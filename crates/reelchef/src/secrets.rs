//! Secret resolution and comparison.
//!
//! API keys and the worker shared secret can come from three places, tried
//! in order:
//!
//! 1. **Direct value** in the config file (local testing)
//! 2. **File reference** (Docker secrets, e.g. `/run/secrets/transcript_key`)
//! 3. **Environment variable** (Kubernetes / production)

use secrecy::{ExposeSecret, SecretString};

#[derive(Debug, thiserror::Error)]
pub enum SecretError {
    #[error("No secret source provided (need one of: direct value, file path, or env var name)")]
    NoSourceProvided,

    #[error("Failed to read secret from file '{path}': {source}")]
    FileReadError {
        path: String,
        #[source]
        source: std::io::Error,
    },

    #[error("Environment variable '{name}' not set")]
    EnvVarNotSet { name: String },

    #[error("Environment variable '{name}' contains invalid UTF-8")]
    EnvVarNotUnicode { name: String },
}

pub type Result<T> = std::result::Result<T, SecretError>;

/// Resolves a secret from the first non-empty source.
///
/// File contents and environment values are trimmed.
pub fn resolve_secret(
    direct: Option<&str>,
    file_path: Option<&str>,
    env_var: Option<&str>,
) -> Result<SecretString> {
    if let Some(value) = direct.filter(|v| !v.is_empty()) {
        return Ok(SecretString::from(value.to_string()));
    }

    if let Some(path) = file_path.filter(|p| !p.is_empty()) {
        let expanded = expand_home(path);
        return std::fs::read_to_string(&expanded)
            .map(|content| SecretString::from(content.trim().to_string()))
            .map_err(|source| SecretError::FileReadError {
                path: expanded,
                source,
            });
    }

    if let Some(name) = env_var.filter(|n| !n.is_empty()) {
        return match std::env::var(name) {
            Ok(value) => Ok(SecretString::from(value.trim().to_string())),
            Err(std::env::VarError::NotPresent) => Err(SecretError::EnvVarNotSet {
                name: name.to_string(),
            }),
            Err(std::env::VarError::NotUnicode(_)) => Err(SecretError::EnvVarNotUnicode {
                name: name.to_string(),
            }),
        };
    }

    Err(SecretError::NoSourceProvided)
}

/// Like [`resolve_secret`], but `None` when no source is configured.
pub fn resolve_secret_optional(
    direct: Option<&str>,
    file_path: Option<&str>,
    env_var: Option<&str>,
) -> Result<Option<SecretString>> {
    match resolve_secret(direct, file_path, env_var) {
        Ok(secret) => Ok(Some(secret)),
        Err(SecretError::NoSourceProvided) => Ok(None),
        Err(e) => Err(e),
    }
}

/// Compares a presented token against the expected secret without
/// short-circuiting on the first differing byte.
pub fn verify_shared_secret(expected: &SecretString, presented: &str) -> bool {
    let expected = expected.expose_secret().as_bytes();
    let presented = presented.as_bytes();
    if expected.is_empty() || expected.len() != presented.len() {
        return false;
    }
    expected
        .iter()
        .zip(presented)
        .fold(0u8, |acc, (a, b)| acc | (a ^ b))
        == 0
}

/// Expands a leading `~` to the current user's home directory.
fn expand_home(path: &str) -> String {
    if path == "~" || path.starts_with("~/") {
        if let Some(home) = dirs::home_dir() {
            let home = home.to_string_lossy();
            if path == "~" {
                return home.into_owned();
            }
            return path.replacen('~', &home, 1);
        }
    }
    path.to_string()
}

#[cfg(test)]
mod tests {
    use super::*;
    use serial_test::serial;
    use std::io::Write;

    #[test]
    #[serial]
    fn test_direct_value_takes_priority() {
        std::env::set_var("REELCHEF_TEST_SECRET", "from-env");
        let secret =
            resolve_secret(Some("direct"), None, Some("REELCHEF_TEST_SECRET")).unwrap();
        assert_eq!(secret.expose_secret(), "direct");
        std::env::remove_var("REELCHEF_TEST_SECRET");
    }

    #[test]
    #[serial]
    fn test_file_takes_priority_over_env() {
        let mut file = tempfile::NamedTempFile::new().unwrap();
        writeln!(file, "  from-file  ").unwrap();
        std::env::set_var("REELCHEF_TEST_SECRET", "from-env");

        let path = file.path().to_string_lossy().to_string();
        let secret = resolve_secret(None, Some(&path), Some("REELCHEF_TEST_SECRET")).unwrap();
        assert_eq!(secret.expose_secret(), "from-file");
        std::env::remove_var("REELCHEF_TEST_SECRET");
    }

    #[test]
    #[serial]
    fn test_env_var_fallback() {
        std::env::set_var("REELCHEF_TEST_SECRET", "from-env\n");
        let secret = resolve_secret(None, None, Some("REELCHEF_TEST_SECRET")).unwrap();
        assert_eq!(secret.expose_secret(), "from-env");
        std::env::remove_var("REELCHEF_TEST_SECRET");
    }

    #[test]
    fn test_no_source_error() {
        assert!(matches!(
            resolve_secret(None, Some(""), None),
            Err(SecretError::NoSourceProvided)
        ));
        assert!(resolve_secret_optional(None, None, None).unwrap().is_none());
    }

    #[test]
    fn test_file_not_found_error() {
        let result = resolve_secret(None, Some("/nonexistent/secret"), None);
        assert!(matches!(result, Err(SecretError::FileReadError { .. })));
    }

    #[test]
    #[serial]
    fn test_env_var_not_set_error() {
        std::env::remove_var("REELCHEF_TEST_MISSING");
        let result = resolve_secret_optional(None, None, Some("REELCHEF_TEST_MISSING"));
        assert!(matches!(result, Err(SecretError::EnvVarNotSet { .. })));
    }

    #[test]
    fn test_verify_shared_secret() {
        let expected = SecretString::from("s3cret-token".to_string());
        assert!(verify_shared_secret(&expected, "s3cret-token"));
        assert!(!verify_shared_secret(&expected, "s3cret-tokem"));
        assert!(!verify_shared_secret(&expected, "s3cret"));
        assert!(!verify_shared_secret(&expected, ""));

        let empty = SecretString::from(String::new());
        assert!(!verify_shared_secret(&empty, ""));
    }

    #[test]
    fn test_expand_home() {
        assert_eq!(expand_home("/abs/path"), "/abs/path");
        if let Some(home) = dirs::home_dir() {
            assert_eq!(
                expand_home("~/secret"),
                format!("{}/secret", home.to_string_lossy())
            );
        }
    }
}
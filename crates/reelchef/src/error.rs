use std::path::PathBuf;
use thiserror::Error;

use crate::model::PlanTier;

#[derive(Error, Debug)]
pub enum ReelchefError {
    #[error("Configuration error: {0}")]
    Config(#[from] ConfigError),

    #[error("Secret error: {0}")]
    Secret(#[from] crate::secrets::SecretError),

    #[error("Database error: {0}")]
    Database(#[from] crate::db::DatabaseError),

    #[error("Submission rejected: {0}")]
    Submit(#[from] SubmitError),

    #[error("Worker error: {0}")]
    Worker(#[from] WorkerError),

    #[error("HTTP client setup failed: {0}")]
    HttpClient(#[from] reqwest::Error),

    #[error("Logging setup failed: {0}")]
    Telemetry(String),
}

#[derive(Error, Debug)]
pub enum ConfigError {
    #[error("Failed to read config file '{path}': {source}")]
    ReadFile {
        path: PathBuf,
        #[source]
        source: std::io::Error,
    },

    #[error("Failed to parse config JSON: {0}")]
    ParseJson(#[from] serde_json::Error),

    #[error("Failed to parse config YAML: {0}")]
    ParseYaml(#[from] serde_yaml::Error),

    #[error("Config validation failed: {message}")]
    Validation { message: String },

    #[error("Schema validation failed: {errors}")]
    SchemaValidation { errors: String },

    #[error("Unknown AI provider '{0}'")]
    UnknownProvider(String),
}

/// Rejections surfaced synchronously to the caller of the submission path.
/// No job exists when one of these is returned.
#[derive(Error, Debug)]
pub enum SubmitError {
    #[error("{0}")]
    InvalidUrl(String),

    #[error("Missing required field: {0}")]
    MissingField(&'static str),

    #[error("Unsupported target language '{0}'")]
    InvalidLanguage(String),

    #[error("Monthly extraction limit reached ({used}/{limit} on the {plan_tier} plan)")]
    QuotaExceeded {
        used: u32,
        limit: u32,
        plan_tier: PlanTier,
    },

    #[error("Database error: {0}")]
    Database(#[from] crate::db::DatabaseError),
}

/// Errors returned when reading a job back for its owner.
#[derive(Error, Debug)]
pub enum PollError {
    #[error("Extraction job not found")]
    NotFound,

    #[error("Database error: {0}")]
    Database(#[from] crate::db::DatabaseError),
}

#[derive(Error, Debug)]
pub enum WorkerError {
    #[error("Worker queue closed")]
    ChannelClosed,

    #[error("No async runtime to spawn the job on: {0}")]
    NoRuntime(String),
}

pub type Result<T> = std::result::Result<T, ReelchefError>;
//! Unwrapping of link-tracking redirectors.
//!
//! Links shared from inside apps often arrive wrapped in a tracking
//! redirect (`l.instagram.com/?u=...`). The target is carried in a query
//! parameter, so no network call is needed to recover it.

use url::Url;

use super::detect::{host_of, parse_lenient};

const MAX_DEPTH: usize = 3;

/// Returns the innermost target of a chain of tracking redirectors, or
/// the trimmed input when it is not wrapped.
pub fn unwrap_redirector(input: &str) -> String {
    let mut current = input.trim().to_string();
    for _ in 0..MAX_DEPTH {
        match unwrap_once(&current) {
            Some(inner) => current = inner,
            None => break,
        }
    }
    current
}

fn unwrap_once(input: &str) -> Option<String> {
    let url = parse_lenient(input)?;
    let host = host_of(&url)?;
    let path = url.path();

    let inner = match host.as_str() {
        "l.instagram.com" => query_param(&url, &["u"]),
        "l.facebook.com" | "lm.facebook.com" | "m.facebook.com" if path == "/l.php" => {
            query_param(&url, &["u"])
        }
        "google.com" | "www.google.com" if path == "/url" => query_param(&url, &["q", "url"]),
        "youtube.com" | "www.youtube.com" | "m.youtube.com" => match path {
            "/redirect" => query_param(&url, &["q"]),
            // Carries a relative path such as `/watch?v=...&feature=share`.
            "/attribution_link" => query_param(&url, &["u"])
                .and_then(|rel| Url::parse("https://www.youtube.com").ok()?.join(&rel).ok())
                .map(|u| u.to_string()),
            _ => None,
        },
        _ => None,
    }?;

    parse_lenient(&inner).map(|u| u.to_string())
}

fn query_param(url: &Url, names: &[&str]) -> Option<String> {
    names.iter().find_map(|name| {
        url.query_pairs()
            .find(|(k, v)| k == name && !v.is_empty())
            .map(|(_, v)| v.into_owned())
    })
}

### TASK REQUIREMENTS
Reproduce, word for word, every line starting at the line that contains "let url = parse_lenient(input)?;" and ending with the final line of the entries.

### WORKED SOLUTION
    let url = parse_lenient(input)?;
    let host = host_of(&url)?;
    let path = url.path();

    let inner = match host.as_str() {
        "l.instagram.com" => query_param(&url, &["u"]),
        "l.facebook.com" | "lm.facebook.com" | "m.facebook.com" if path == "/l.php" => {
            query_param(&url, &["u"])
        }
        "google.com" | "www.google.com" if path == "/url" => query_param(&url, &["q", "url"]),
        "youtube.com" | "www.youtube.com" | "m.youtube.com" => match path {
            "/redirect" => query_param(&url, &["q"]),
            // Carries a relative path such as `/watch?v=...&feature=share`.
            "/attribution_link" => query_param(&url, &["u"])
                .and_then(|rel| Url::parse("https://www.youtube.com").ok()?.join(&rel).ok())
                .map(|u| u.to_string()),
            _ => None,
        },
        _ => None,
    }?;

    parse_lenient(&inner).map(|u| u.to_string())
}

fn query_param(url: &Url, names: &[&str]) -> Option<String> {
    names.iter().find_map(|name| {
        url.query_pairs()
            .find(|(k, v)| k == name && !v.is_empty())
            .map(|(_, v)| v.into_owned())
    })
}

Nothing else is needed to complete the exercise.